**Entries provided**
************

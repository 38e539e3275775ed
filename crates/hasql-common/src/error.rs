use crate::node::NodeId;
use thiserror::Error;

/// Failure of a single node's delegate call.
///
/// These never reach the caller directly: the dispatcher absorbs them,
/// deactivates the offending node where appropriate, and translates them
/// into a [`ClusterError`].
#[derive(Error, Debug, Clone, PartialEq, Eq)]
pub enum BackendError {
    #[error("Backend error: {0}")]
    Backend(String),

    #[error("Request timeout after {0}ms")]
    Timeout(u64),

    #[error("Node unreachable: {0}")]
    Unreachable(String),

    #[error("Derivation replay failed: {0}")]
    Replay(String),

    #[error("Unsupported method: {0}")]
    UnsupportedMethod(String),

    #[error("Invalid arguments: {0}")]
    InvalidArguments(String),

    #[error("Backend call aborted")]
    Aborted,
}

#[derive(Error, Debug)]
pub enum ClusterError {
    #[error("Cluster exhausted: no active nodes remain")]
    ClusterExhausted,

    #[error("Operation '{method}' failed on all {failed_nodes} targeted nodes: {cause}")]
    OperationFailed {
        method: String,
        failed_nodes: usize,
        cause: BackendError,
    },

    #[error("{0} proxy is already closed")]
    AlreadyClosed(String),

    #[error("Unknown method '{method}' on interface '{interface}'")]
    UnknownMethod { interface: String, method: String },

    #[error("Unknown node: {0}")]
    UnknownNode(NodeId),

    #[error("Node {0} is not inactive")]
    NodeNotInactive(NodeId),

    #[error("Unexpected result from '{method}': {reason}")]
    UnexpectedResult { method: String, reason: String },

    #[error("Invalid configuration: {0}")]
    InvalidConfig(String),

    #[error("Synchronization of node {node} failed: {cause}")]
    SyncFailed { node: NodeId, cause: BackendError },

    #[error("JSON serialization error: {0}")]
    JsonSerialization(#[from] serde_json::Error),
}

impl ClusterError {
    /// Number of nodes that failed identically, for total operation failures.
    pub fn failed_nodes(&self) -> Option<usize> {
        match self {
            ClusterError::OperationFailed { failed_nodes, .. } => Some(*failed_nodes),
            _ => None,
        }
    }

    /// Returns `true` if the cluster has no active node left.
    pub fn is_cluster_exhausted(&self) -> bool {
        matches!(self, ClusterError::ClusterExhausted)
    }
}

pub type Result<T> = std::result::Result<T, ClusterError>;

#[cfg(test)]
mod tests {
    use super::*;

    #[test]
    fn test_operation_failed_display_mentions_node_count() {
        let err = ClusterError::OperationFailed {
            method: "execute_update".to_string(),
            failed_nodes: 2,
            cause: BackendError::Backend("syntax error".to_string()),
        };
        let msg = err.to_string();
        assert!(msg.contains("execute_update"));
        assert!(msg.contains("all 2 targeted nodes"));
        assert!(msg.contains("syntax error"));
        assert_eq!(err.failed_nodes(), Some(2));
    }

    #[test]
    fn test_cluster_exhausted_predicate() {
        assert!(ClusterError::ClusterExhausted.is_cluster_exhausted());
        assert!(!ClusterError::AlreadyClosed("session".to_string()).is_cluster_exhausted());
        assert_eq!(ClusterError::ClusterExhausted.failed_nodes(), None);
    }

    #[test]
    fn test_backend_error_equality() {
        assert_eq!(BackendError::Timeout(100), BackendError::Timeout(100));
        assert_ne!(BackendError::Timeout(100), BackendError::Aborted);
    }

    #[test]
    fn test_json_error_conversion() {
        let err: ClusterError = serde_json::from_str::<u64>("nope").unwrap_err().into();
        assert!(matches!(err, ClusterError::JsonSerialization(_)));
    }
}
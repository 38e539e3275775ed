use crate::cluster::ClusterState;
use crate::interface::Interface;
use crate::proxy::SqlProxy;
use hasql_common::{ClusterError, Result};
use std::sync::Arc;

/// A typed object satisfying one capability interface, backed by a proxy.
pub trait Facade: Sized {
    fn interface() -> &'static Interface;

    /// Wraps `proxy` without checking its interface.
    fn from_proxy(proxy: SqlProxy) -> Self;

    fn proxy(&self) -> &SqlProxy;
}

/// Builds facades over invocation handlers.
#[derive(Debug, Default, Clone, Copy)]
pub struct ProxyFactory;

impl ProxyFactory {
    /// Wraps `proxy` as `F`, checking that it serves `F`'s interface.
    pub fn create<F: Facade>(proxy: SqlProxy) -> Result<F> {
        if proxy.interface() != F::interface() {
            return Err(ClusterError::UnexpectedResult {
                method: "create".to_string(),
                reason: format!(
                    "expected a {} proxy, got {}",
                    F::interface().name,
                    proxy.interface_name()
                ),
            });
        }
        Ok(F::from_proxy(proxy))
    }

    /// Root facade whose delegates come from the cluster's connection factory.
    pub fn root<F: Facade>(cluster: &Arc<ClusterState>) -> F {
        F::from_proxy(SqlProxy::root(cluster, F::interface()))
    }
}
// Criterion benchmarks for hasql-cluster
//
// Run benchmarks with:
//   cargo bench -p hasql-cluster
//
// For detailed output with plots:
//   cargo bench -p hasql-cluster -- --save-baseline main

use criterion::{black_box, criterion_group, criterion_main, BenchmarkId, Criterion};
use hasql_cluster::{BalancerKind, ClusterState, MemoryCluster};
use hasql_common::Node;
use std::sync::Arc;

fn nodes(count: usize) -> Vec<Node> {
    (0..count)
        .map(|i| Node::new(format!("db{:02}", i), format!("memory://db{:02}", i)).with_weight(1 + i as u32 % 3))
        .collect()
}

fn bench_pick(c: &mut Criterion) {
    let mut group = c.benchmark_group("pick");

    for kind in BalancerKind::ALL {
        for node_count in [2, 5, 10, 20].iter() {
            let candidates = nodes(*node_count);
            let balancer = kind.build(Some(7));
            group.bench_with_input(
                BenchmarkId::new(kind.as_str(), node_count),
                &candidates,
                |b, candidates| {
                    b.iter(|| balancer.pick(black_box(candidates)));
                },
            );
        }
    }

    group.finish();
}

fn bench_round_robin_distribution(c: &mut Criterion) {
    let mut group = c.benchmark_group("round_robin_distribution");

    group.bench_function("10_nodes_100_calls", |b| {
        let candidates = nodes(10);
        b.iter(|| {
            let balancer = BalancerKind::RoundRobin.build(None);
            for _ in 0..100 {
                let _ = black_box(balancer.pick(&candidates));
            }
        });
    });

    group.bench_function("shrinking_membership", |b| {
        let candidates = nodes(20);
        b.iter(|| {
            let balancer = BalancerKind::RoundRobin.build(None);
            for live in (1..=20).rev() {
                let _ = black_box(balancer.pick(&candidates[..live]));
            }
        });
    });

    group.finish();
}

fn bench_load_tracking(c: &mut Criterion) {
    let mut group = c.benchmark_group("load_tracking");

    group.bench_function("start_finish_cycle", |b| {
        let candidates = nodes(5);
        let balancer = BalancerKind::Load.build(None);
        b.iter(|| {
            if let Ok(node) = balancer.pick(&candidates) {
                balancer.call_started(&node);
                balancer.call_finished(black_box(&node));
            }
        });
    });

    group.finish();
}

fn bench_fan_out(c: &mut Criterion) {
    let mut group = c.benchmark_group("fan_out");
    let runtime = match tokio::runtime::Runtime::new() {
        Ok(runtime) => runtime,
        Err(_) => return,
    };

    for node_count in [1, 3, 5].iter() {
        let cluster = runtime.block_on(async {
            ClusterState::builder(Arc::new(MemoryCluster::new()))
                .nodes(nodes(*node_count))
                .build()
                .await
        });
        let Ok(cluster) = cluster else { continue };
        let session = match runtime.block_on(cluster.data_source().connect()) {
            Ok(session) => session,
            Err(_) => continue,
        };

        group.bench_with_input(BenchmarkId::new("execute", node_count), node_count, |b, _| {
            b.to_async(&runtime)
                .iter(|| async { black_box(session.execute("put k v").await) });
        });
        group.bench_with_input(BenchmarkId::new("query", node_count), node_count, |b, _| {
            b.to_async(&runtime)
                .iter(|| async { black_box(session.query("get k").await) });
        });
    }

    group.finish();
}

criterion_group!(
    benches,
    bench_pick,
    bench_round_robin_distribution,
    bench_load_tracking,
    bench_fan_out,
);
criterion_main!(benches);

************

**Work required**
Whenever the word "ClusterExhausted" shows up in a line of the entries, list that line.

**Worked solution**
    ClusterExhausted,
        matches!(self, ClusterError::ClusterExhausted)
        assert!(ClusterError::ClusterExhausted.is_cluster_exhausted());
        assert_eq!(ClusterError::ClusterExhausted.failed_nodes(), None);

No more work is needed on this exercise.